### Exercise requirements
Transcribe all records, preserving every character.

### Items listed in a dataset
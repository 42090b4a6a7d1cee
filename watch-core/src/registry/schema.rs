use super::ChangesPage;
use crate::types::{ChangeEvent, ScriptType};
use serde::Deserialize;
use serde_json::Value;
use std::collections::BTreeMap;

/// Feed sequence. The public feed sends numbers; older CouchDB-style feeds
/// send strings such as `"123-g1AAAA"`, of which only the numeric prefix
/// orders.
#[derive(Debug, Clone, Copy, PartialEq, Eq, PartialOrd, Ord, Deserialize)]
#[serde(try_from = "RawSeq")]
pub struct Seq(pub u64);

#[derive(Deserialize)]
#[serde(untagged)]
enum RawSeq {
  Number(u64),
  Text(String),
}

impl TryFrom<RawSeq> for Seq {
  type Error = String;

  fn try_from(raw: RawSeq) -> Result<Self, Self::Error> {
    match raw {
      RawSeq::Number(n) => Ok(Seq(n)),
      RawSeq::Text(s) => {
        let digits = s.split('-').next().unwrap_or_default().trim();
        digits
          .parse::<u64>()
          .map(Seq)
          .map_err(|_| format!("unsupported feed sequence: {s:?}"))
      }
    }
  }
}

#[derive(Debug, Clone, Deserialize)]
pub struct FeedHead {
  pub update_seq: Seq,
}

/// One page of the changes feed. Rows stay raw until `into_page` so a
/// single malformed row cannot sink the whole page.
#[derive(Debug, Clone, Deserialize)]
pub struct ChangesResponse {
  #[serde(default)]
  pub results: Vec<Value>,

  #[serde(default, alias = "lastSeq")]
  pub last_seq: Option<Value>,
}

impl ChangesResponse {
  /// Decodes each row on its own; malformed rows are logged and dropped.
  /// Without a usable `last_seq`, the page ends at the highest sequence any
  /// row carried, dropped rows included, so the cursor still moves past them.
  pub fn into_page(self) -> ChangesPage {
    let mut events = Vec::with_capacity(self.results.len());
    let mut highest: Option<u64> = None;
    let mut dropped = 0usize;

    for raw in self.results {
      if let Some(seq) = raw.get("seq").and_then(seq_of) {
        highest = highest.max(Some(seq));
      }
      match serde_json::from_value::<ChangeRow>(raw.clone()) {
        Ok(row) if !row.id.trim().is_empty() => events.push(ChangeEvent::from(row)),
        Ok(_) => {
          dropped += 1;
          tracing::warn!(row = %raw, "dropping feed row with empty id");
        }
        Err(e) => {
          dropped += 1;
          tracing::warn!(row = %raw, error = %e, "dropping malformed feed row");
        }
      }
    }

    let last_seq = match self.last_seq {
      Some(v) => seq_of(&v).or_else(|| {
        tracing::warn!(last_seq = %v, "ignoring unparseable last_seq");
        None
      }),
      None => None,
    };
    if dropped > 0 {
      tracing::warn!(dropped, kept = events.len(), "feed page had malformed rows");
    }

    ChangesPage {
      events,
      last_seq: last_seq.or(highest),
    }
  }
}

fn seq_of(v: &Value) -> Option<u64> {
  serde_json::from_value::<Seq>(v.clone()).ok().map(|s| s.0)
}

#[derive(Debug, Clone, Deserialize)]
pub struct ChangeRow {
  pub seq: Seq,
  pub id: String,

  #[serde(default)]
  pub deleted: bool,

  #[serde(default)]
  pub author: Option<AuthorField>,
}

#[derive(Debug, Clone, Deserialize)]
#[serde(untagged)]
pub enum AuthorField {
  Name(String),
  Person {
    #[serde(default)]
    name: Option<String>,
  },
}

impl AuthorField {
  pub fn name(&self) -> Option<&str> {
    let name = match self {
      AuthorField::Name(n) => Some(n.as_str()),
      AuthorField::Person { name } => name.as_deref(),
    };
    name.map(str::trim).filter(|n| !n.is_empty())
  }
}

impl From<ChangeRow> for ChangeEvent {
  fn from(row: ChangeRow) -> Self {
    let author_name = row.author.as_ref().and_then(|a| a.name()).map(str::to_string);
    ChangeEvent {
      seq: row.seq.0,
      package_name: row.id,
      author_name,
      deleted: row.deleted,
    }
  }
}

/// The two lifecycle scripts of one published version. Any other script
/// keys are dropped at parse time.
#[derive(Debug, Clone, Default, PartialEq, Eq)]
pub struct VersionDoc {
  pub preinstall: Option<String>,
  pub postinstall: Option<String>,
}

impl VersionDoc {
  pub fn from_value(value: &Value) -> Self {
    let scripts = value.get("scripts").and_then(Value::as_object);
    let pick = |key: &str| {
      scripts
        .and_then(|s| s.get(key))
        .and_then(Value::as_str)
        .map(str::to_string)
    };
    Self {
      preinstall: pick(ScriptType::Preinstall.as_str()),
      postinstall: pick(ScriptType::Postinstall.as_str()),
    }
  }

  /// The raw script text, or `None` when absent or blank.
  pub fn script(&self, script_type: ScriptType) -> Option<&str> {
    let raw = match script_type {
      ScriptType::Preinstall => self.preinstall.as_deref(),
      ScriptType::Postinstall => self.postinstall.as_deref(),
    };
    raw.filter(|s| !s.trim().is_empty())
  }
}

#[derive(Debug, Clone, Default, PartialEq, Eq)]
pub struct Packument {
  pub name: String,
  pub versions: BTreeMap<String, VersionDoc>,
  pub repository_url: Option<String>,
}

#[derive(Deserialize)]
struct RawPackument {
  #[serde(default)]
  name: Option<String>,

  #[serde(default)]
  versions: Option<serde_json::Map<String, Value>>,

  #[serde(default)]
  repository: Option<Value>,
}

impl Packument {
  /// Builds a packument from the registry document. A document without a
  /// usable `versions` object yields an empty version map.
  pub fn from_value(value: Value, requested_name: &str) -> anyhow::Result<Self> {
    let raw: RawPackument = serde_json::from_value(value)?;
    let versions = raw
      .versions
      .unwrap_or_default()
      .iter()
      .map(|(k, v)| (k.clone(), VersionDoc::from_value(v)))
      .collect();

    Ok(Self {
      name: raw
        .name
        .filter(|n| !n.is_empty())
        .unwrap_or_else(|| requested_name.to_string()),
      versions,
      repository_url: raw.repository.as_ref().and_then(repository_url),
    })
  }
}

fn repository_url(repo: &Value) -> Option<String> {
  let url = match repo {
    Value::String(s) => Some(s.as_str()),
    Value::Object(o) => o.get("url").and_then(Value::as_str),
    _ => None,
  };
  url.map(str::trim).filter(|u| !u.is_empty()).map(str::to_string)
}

### Response below
repository 42090b4a6a7d1cee
filename watch-core/src/registry/schema.rs
use super::ChangesPage;
use crate::types::{ChangeEvent, ScriptType};
use serde::Deserialize;
use serde_json::Value;
use std::collections::BTreeMap;

/// Feed sequence. The public feed sends numbers; older CouchDB-style feeds
/// send strings such as `"123-g1AAAA"`, of which only the numeric prefix
/// orders.
#[derive(Debug, Clone, Copy, PartialEq, Eq, PartialOrd, Ord, Deserialize)]
#[serde(try_from = "RawSeq")]
pub struct Seq(pub u64);

#[derive(Deserialize)]
#[serde(untagged)]
enum RawSeq {
  Number(u64),
  Text(String),
}

impl TryFrom<RawSeq> for Seq {
  type Error = String;

  fn try_from(raw: RawSeq) -> Result<Self, Self::Error> {
    match raw {
      RawSeq::Number(n) => Ok(Seq(n)),
      RawSeq::Text(s) => {
        let digits = s.split('-').next().unwrap_or_default().trim();
        digits
          .parse::<u64>()
          .map(Seq)
          .map_err(|_| format!("unsupported feed sequence: {s:?}"))
      }
    }
  }
}

#[derive(Debug, Clone, Deserialize)]
pub struct FeedHead {
  pub update_seq: Seq,
}

/// One page of the changes feed. Rows stay raw until `into_page` so a
/// single malformed row cannot sink the whole page.
#[derive(Debug, Clone, Deserialize)]
pub struct ChangesResponse {
  #[serde(default)]
  pub results: Vec<Value>,

  #[serde(default, alias = "lastSeq")]
  pub last_seq: Option<Value>,
}

impl ChangesResponse {
  /// Decodes each row on its own; malformed rows are logged and dropped.
  /// Without a usable `last_seq`, the page ends at the highest sequence any
  /// row carried, dropped rows included, so the cursor still moves past them.
  pub fn into_page(self) -> ChangesPage {
    let mut events = Vec::with_capacity(self.results.len());
    let mut highest: Option<u64> = None;
    let mut dropped = 0usize;

    for raw in self.results {
      if let Some(seq) = raw.get("seq").and_then(seq_of) {
        highest = highest.max(Some(seq));
      }
      match serde_json::from_value::<ChangeRow>(raw.clone()) {
        Ok(row) if !row.id.trim().is_empty() => events.push(ChangeEvent::from(row)),
        Ok(_) => {
          dropped += 1;
          tracing::warn!(row = %raw, "dropping feed row with empty id");
        }
        Err(e) => {
          dropped += 1;
          tracing::warn!(row = %raw, error = %e, "dropping malformed feed row");
        }
      }
    }

    let last_seq = match self.last_seq {
      Some(v) => seq_of(&v).or_else(|| {
        tracing::warn!(last_seq = %v, "ignoring unparseable last_seq");
        None
      }),
      None => None,
    };
    if dropped > 0 {
      tracing::warn!(dropped, kept = events.len(), "feed page had malformed rows");
    }

    ChangesPage {
      events,
      last_seq: last_seq.or(highest),
    }
  }
}

fn seq_of(v: &Value) -> Option<u64> {
  serde_json::from_value::<Seq>(v.clone()).ok().map(|s| s.0)
}

#[derive(Debug, Clone, Deserialize)]
pub struct ChangeRow {
  pub seq: Seq,
  pub id: String,

  #[serde(default)]
  pub deleted: bool,

  #[serde(default)]
  pub author: Option<AuthorField>,
}

#[derive(Debug, Clone, Deserialize)]
#[serde(untagged)]
pub enum AuthorField {
  Name(String),
  Person {
    #[serde(default)]
    name: Option<String>,
  },
}

impl AuthorField {
  pub fn name(&self) -> Option<&str> {
    let name = match self {
      AuthorField::Name(n) => Some(n.as_str()),
      AuthorField::Person { name } => name.as_deref(),
    };
    name.map(str::trim).filter(|n| !n.is_empty())
  }
}

impl From<ChangeRow> for ChangeEvent {
  fn from(row: ChangeRow) -> Self {
    let author_name = row.author.as_ref().and_then(|a| a.name()).map(str::to_string);
    ChangeEvent {
      seq: row.seq.0,
      package_name: row.id,
      author_name,
      deleted: row.deleted,
    }
  }
}

/// The two lifecycle scripts of one published version. Any other script
/// keys are dropped at parse time.
#[derive(Debug, Clone, Default, PartialEq, Eq)]
pub struct VersionDoc {
  pub preinstall: Option<String>,
  pub postinstall: Option<String>,
}

impl VersionDoc {
  pub fn from_value(value: &Value) -> Self {
    let scripts = value.get("scripts").and_then(Value::as_object);
    let pick = |key: &str| {
      scripts
        .and_then(|s| s.get(key))
        .and_then(Value::as_str)
        .map(str::to_string)
    };
    Self {
      preinstall: pick(ScriptType::Preinstall.as_str()),
      postinstall: pick(ScriptType::Postinstall.as_str()),
    }
  }

  /// The raw script text, or `None` when absent or blank.
  pub fn script(&self, script_type: ScriptType) -> Option<&str> {
    let raw = match script_type {
      ScriptType::Preinstall => self.preinstall.as_deref(),
      ScriptType::Postinstall => self.postinstall.as_deref(),
    };
    raw.filter(|s| !s.trim().is_empty())
  }
}

#[derive(Debug, Clone, Default, PartialEq, Eq)]
pub struct Packument {
  pub name: String,
  pub versions: BTreeMap<String, VersionDoc>,
  pub repository_url: Option<String>,
}

#[derive(Deserialize)]
struct RawPackument {
  #[serde(default)]
  name: Option<String>,

  #[serde(default)]
  versions: Option<serde_json::Map<String, Value>>,

  #[serde(default)]
  repository: Option<Value>,
}

impl Packument {
  /// Builds a packument from the registry document. A document without a
  /// usable `versions` object yields an empty version map.
  pub fn from_value(value: Value, requested_name: &str) -> anyhow::Result<Self> {
    let raw: RawPackument = serde_json::from_value(value)?;
    let versions = raw
      .versions
      .unwrap_or_default()
      .iter()
      .map(|(k, v)| (k.clone(), VersionDoc::from_value(v)))
      .collect();

    Ok(Self {
      name: raw
        .name
        .filter(|n| !n.is_empty())
        .unwrap_or_else(|| requested_name.to_string()),
      versions,
      repository_url: raw.repository.as_ref().and_then(repository_url),
    })
  }
}

fn repository_url(repo: &Value) -> Option<String> {
  let url = match repo {
    Value::String(s) => Some(s.as_str()),
    Value::Object(o) => o.get("url").and_then(Value::as_str),
    _ => None,
  };
  url.map(str::trim).filter(|u| !u.is_empty()).map(str::to_string)
}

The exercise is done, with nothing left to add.